Former Secretary of State George Shultz told a San Francisco audience today that the world is “awash in change,” and said he has some ideas about how the United States should respond.

“My orientation is to the future,” the 92-year-old Shultz said a noontime talk at the Commonwealth Club.
Shultz served as secretary of state under President Ronald Reagan from 1982 to 1989.

He was also labor secretary, Office of Management and Budget director and treasury secretary under President Richard Nixon between 1969 and 1974, and has been an economics professor and president of Bechtel Group Inc.

Shultz is now a fellow of the Hoover Institution at Stanford University and recently published a book entitled “Issues on My Mind.”

He ranged over topics including climate change, energy, surveillance, human rights and nuclear arms control in his talk.

Climate change “is a very real problem and we have to do something about it. In the Arctic there’s a new ocean being created” because of ice melting, Shultz said.

Research and development of new energy technologies will be part of the solution, said Shultz, who said he supports drawing on energy sources ranging from fracking to solar power.

Fracking, or the hydraulic fracturing of underground rock to obtain oil and natural gas, is the cause of some environmental concerns.

“Are there problems with it?” Shultz asked. “Yes, but there are people who know how to do it right,” he said.

Shultz said he drives an electric car and has solar panels on his house.

“I drive on sunshine, and it’s free,” he said.

Asked about National Security Agency surveillance of Americans’ communications, Shultz said, “I think these efforts are justified by the need to know about the terrorist things that might happen.

“You want to find out about the things that might happen and prevent them.”

Shultz said he believes that “what makes people nervous is not the proper uses” of communications records collection, “but the possibility it could be misused.”

The former secretary said he thinks it is important to keep human rights as well as arms control on the agenda in discussions with other countries such as Russia.

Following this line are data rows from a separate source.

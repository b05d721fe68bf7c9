use chrono::NaiveDate;
use derive_builder::Builder;
use serde::{Deserialize, Serialize};

use crate::{Reservation, ReservationStatus, RoomId};

/// All set fields must match; unset fields match everything.
#[derive(Debug, Clone, Default, PartialEq, Eq, Builder, Serialize, Deserialize)]
#[builder(default, setter(into, strip_option))]
#[serde(rename_all = "camelCase")]
pub struct ReservationFilter {
    pub status: Option<ReservationStatus>,
    pub room_id: Option<RoomId>,
    pub date: Option<NaiveDate>,
    pub search_text: Option<String>,
}

impl ReservationFilter {
    pub fn matches(&self, rsvp: &Reservation) -> bool {
        self.status.map_or(true, |status| rsvp.status == status)
            && self.room_id.map_or(true, |room_id| rsvp.room_id == room_id)
            && self.date.map_or(true, |date| rsvp.date == date)
            && self
                .search_text
                .as_deref()
                .map_or(true, |text| matches_terms(&rsvp.search_text(), text))
    }
}

/// Every whitespace-separated term of `query` must occur in `haystack`.
/// `haystack` is expected lower-cased already.
pub fn matches_terms(haystack: &str, query: &str) -> bool {
    query
        .to_lowercase()
        .split_whitespace()
        .all(|term| haystack.contains(term))
}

At the same time, he said, U.S. representatives should be “totally realistic” about the countries with which they are negotiating.

“If it’s an evil empire, it’s an evil empire,” Shultz said, using a term that Reagan employed to describe the former Soviet Union.

At the Hoover Institution, Shultz has been working on a project to advocate the reduction of nuclear arms, which he said is more important than ever now that North Korea appears to have nuclear bomb technology, Iran may be developing it and tensions between India and Pakistan are continuing.

Shultz said he began thinking about nuclear arms control when, as a Marine on a troop ship returning from the Pacific in World War II, he learned of the atomic bomb dropped on Hiroshima on Aug. 6, 1945.

That was the first time he had heard of an atomic bomb, he said.

Later, he saw pictures of the destruction caused.

“You say to yourself, what kind of a weapon is this? Should a human being be able to drop a weapon like this and create this kind of devastation?” Shultz asked.

On the topic of U.S. government administration, Shultz said he regrets the additional layers of management bureaucracy that have been installed in federal agencies since his years in government.

Shultz said he thinks the most efficient structure is to have only a few levels of management with the final responsibility left with the person at the top.

“You have a responsibility to manage,” the longtime executive said.